◆ TRY IT: Your answer is the lines from the one that has "#[arg(short, long)]" through the last line of the records below, retyped exactly and alone.

****************************************

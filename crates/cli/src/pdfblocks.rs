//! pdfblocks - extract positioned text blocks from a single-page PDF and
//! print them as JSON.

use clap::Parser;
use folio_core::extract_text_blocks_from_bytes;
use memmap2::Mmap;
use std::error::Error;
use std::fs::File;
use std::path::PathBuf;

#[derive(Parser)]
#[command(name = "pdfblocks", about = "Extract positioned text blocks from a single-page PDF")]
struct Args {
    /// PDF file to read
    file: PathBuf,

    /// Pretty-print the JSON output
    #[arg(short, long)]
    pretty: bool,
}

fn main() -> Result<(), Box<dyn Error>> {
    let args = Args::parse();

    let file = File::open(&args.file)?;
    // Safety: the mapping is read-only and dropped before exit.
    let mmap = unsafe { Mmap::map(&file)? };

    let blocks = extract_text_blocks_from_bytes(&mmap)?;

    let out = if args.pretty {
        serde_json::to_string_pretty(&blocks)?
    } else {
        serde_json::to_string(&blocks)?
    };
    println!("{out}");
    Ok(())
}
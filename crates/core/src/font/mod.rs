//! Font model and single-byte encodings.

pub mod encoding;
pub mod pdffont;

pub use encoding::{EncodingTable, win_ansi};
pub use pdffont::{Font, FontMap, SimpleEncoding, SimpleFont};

****************************************

◆ EXPECTED ANSWER:
    #[arg(short, long)]
    pretty: bool,
}

fn main() -> Result<(), Box<dyn Error>> {
    let args = Args::parse();

    let file = File::open(&args.file)?;
    // Safety: the mapping is read-only and dropped before exit.
    let mmap = unsafe { Mmap::map(&file)? };

    let blocks = extract_text_blocks_from_bytes(&mmap)?;

    let out = if args.pretty {
        serde_json::to_string_pretty(&blocks)?
    } else {
        serde_json::to_string(&blocks)?
    };
    println!("{out}");
    Ok(())
}
filename crates/core/src/font/mod.rs
//! Font model and single-byte encodings.

pub mod encoding;
pub mod pdffont;

pub use encoding::{EncodingTable, win_ansi};
pub use pdffont::{Font, FontMap, SimpleEncoding, SimpleFont};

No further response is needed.